# [THE TASK]
Wherever "over" occurs in the entries, copy the line that holds it.

Records drawn from a dataset:
* * * * * * * * *
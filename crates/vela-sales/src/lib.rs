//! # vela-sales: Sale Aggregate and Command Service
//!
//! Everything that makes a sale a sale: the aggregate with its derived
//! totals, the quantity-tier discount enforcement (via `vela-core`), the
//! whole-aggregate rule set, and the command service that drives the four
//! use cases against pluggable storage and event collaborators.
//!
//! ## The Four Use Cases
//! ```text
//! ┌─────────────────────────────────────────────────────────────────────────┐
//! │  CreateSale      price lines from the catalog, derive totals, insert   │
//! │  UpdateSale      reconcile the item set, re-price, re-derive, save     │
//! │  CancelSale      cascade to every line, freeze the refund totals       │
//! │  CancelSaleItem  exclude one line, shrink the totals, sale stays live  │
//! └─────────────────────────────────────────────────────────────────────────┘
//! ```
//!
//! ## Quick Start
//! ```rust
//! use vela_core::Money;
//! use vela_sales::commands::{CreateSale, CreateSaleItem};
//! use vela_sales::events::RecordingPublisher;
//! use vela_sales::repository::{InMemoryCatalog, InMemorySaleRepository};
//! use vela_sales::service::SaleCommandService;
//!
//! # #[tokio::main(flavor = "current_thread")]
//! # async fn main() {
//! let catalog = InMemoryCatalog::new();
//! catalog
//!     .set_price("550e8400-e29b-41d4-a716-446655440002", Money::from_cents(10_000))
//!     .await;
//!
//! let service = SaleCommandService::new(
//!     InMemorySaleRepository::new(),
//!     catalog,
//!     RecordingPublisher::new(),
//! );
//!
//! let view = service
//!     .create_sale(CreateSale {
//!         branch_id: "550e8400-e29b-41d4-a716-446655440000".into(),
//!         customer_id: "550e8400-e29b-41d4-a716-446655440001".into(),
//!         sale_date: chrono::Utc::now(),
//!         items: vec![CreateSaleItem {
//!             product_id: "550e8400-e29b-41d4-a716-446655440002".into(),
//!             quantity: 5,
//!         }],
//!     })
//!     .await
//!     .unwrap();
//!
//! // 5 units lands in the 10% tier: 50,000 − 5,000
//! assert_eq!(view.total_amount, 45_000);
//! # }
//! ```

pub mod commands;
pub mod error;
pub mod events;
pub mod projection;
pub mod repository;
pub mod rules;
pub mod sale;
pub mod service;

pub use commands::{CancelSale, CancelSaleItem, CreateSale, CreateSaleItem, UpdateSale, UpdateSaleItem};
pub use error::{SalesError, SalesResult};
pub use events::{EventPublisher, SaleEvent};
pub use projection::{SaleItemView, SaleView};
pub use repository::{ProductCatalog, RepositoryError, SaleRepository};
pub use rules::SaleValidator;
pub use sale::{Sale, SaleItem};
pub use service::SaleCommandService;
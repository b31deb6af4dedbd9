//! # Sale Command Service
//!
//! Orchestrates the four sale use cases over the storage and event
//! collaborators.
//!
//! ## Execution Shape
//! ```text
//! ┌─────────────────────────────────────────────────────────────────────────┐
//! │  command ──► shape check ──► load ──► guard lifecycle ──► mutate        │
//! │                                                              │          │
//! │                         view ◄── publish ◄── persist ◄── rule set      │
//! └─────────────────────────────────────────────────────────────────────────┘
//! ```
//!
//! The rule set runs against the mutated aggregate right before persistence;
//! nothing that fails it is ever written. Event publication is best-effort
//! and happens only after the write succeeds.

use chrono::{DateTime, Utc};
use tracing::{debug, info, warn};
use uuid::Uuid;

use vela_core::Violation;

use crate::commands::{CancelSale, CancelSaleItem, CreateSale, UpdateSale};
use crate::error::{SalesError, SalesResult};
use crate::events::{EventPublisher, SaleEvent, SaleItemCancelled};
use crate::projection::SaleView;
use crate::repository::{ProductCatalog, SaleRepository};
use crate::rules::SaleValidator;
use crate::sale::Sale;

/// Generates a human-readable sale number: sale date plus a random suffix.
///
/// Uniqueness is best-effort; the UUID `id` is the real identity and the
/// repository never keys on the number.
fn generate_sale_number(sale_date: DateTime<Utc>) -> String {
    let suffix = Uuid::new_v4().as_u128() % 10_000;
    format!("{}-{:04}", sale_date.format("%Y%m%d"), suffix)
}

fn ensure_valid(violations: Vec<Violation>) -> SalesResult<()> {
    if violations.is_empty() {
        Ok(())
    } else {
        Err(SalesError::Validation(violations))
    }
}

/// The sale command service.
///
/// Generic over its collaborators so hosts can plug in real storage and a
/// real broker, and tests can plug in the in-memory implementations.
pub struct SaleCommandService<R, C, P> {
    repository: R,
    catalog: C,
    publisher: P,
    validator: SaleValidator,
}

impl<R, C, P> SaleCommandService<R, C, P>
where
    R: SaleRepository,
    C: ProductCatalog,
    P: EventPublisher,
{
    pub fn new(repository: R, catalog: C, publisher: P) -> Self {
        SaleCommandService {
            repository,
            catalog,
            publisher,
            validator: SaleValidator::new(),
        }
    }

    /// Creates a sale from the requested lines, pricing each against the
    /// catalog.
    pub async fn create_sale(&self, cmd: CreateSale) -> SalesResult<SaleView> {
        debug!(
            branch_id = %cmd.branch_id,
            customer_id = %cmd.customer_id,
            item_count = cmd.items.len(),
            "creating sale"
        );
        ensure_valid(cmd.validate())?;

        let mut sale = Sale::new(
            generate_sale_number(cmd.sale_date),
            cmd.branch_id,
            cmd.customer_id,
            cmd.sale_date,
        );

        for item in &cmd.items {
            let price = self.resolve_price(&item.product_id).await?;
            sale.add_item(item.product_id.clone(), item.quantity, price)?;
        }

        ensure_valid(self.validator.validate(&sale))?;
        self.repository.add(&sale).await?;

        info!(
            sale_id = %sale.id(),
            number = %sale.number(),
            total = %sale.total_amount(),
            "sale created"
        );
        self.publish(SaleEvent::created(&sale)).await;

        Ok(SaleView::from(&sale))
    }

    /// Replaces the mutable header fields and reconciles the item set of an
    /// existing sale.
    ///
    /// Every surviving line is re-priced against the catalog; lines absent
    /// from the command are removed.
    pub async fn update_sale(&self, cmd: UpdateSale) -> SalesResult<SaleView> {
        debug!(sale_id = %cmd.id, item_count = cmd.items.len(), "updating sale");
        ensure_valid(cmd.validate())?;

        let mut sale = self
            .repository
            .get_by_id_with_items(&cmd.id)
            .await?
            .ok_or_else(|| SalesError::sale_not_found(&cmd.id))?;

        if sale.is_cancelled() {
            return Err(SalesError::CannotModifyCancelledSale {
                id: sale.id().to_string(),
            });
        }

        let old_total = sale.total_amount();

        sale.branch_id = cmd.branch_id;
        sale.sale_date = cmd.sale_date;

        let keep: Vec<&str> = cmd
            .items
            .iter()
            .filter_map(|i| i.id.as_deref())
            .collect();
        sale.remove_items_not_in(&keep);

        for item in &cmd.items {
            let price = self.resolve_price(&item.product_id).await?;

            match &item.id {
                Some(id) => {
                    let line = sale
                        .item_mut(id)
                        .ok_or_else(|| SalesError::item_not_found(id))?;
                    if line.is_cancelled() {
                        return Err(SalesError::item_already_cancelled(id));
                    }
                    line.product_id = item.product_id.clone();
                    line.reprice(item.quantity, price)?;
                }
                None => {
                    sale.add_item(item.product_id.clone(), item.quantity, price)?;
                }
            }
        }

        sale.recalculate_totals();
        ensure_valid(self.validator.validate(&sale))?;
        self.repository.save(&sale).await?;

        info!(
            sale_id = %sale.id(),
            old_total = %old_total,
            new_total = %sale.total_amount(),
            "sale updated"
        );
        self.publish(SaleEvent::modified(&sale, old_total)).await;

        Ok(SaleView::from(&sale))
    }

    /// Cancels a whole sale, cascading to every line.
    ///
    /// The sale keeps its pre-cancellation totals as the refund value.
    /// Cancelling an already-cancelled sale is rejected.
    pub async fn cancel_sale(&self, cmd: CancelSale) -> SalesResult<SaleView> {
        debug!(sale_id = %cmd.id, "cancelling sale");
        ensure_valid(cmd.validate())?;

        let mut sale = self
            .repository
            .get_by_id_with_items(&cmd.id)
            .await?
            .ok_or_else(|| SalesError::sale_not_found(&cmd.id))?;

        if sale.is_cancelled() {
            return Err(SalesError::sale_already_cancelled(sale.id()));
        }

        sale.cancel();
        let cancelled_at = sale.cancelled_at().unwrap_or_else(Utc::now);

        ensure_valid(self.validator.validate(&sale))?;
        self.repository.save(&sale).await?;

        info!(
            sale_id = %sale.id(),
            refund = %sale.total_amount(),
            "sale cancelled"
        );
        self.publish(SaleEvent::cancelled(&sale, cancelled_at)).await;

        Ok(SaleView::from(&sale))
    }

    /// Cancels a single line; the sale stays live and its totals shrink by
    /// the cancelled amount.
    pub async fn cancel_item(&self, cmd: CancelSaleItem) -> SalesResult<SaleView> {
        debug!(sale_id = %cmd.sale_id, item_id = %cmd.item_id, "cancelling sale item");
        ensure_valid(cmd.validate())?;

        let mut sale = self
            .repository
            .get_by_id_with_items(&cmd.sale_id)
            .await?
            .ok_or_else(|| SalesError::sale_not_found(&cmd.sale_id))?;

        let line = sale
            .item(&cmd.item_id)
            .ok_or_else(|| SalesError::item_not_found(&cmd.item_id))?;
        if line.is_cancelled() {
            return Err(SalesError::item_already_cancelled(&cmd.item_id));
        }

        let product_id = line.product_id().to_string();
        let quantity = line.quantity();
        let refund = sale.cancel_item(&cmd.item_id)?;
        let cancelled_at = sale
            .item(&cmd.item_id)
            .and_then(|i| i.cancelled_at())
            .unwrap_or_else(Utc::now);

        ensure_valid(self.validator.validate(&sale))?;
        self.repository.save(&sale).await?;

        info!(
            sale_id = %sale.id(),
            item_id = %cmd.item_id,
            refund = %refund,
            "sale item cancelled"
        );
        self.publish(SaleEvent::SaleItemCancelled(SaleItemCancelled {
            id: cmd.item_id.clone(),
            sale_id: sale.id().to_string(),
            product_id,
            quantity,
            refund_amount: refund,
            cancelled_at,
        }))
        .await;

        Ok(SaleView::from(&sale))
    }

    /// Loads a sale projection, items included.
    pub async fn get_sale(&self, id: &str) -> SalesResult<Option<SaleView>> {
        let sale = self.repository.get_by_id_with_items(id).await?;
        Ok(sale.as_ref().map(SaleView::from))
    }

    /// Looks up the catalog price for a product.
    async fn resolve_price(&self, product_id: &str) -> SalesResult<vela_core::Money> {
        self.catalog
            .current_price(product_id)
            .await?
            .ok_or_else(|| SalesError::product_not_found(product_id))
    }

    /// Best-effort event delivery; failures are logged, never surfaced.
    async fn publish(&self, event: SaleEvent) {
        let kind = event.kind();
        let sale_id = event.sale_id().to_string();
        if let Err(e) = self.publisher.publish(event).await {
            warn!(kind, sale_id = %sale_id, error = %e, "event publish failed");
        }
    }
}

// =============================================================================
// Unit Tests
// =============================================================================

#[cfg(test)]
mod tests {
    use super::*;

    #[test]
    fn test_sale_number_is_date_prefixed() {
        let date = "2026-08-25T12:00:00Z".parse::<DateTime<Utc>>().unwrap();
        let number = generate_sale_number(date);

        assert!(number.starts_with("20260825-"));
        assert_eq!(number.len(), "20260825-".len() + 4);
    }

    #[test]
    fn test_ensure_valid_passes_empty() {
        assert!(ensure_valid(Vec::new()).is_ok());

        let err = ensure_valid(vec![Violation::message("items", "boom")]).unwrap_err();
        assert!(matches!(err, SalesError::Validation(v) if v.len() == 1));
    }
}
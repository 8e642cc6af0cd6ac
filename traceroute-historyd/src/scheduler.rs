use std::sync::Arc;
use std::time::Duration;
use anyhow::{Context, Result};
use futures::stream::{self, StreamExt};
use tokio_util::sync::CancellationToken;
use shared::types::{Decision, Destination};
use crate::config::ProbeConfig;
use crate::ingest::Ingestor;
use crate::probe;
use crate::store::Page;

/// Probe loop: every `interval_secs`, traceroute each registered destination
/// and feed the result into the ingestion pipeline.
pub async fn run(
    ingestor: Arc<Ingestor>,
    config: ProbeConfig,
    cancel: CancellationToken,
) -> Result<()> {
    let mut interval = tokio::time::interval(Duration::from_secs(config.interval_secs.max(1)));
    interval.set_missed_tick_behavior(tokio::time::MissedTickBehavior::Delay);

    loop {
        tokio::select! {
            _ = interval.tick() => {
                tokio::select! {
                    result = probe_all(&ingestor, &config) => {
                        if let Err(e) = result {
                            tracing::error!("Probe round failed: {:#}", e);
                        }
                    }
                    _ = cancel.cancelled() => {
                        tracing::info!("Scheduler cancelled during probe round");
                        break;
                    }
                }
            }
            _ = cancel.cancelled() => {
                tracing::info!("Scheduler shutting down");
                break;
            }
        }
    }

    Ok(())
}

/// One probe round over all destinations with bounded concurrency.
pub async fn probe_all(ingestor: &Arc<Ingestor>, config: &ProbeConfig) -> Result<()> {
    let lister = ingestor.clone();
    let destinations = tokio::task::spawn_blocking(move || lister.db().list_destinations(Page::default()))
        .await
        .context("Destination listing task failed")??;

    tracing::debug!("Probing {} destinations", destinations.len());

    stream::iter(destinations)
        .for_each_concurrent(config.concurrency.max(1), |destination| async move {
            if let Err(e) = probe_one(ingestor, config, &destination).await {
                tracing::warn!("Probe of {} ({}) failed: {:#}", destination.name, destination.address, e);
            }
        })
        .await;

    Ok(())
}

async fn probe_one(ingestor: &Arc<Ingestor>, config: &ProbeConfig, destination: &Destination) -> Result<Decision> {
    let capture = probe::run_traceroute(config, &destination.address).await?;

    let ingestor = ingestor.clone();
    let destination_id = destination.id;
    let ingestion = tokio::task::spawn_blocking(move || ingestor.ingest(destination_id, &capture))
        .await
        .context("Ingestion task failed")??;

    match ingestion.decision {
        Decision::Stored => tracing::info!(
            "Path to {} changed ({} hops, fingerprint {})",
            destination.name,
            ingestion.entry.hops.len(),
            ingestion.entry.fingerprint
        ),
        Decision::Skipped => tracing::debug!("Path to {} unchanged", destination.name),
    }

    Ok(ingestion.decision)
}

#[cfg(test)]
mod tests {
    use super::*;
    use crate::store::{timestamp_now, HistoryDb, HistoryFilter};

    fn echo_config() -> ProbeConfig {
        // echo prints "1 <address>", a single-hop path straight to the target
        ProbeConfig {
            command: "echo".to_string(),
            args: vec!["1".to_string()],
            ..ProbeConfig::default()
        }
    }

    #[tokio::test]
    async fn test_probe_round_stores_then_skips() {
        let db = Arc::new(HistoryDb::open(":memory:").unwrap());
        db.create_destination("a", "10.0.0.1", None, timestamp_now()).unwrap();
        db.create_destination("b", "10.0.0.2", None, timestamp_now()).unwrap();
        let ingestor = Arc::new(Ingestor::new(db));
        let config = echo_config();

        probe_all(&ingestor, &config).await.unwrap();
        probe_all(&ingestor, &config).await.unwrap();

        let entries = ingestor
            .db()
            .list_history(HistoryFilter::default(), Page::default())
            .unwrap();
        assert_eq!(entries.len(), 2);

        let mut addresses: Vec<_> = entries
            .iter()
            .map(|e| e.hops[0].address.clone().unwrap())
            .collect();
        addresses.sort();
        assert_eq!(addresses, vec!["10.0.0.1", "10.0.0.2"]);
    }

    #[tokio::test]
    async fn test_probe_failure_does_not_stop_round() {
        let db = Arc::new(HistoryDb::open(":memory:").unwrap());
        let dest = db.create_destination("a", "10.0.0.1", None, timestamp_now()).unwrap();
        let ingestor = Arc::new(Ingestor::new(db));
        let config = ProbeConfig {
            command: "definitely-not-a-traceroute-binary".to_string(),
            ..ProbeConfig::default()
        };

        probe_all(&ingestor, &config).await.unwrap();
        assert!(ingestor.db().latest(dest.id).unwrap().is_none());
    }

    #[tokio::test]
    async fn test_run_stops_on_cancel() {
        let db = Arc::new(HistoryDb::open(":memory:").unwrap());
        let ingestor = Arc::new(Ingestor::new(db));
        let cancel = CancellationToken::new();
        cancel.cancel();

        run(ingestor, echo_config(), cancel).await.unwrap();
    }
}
* * * * * * * * *
# [ANSWER SPACE]
//! Orchestrates the four sale use cases over the storage and event
/// Generic over its collaborators so hosts can plug in real storage and a
/// One probe round over all destinations with bounded concurrency.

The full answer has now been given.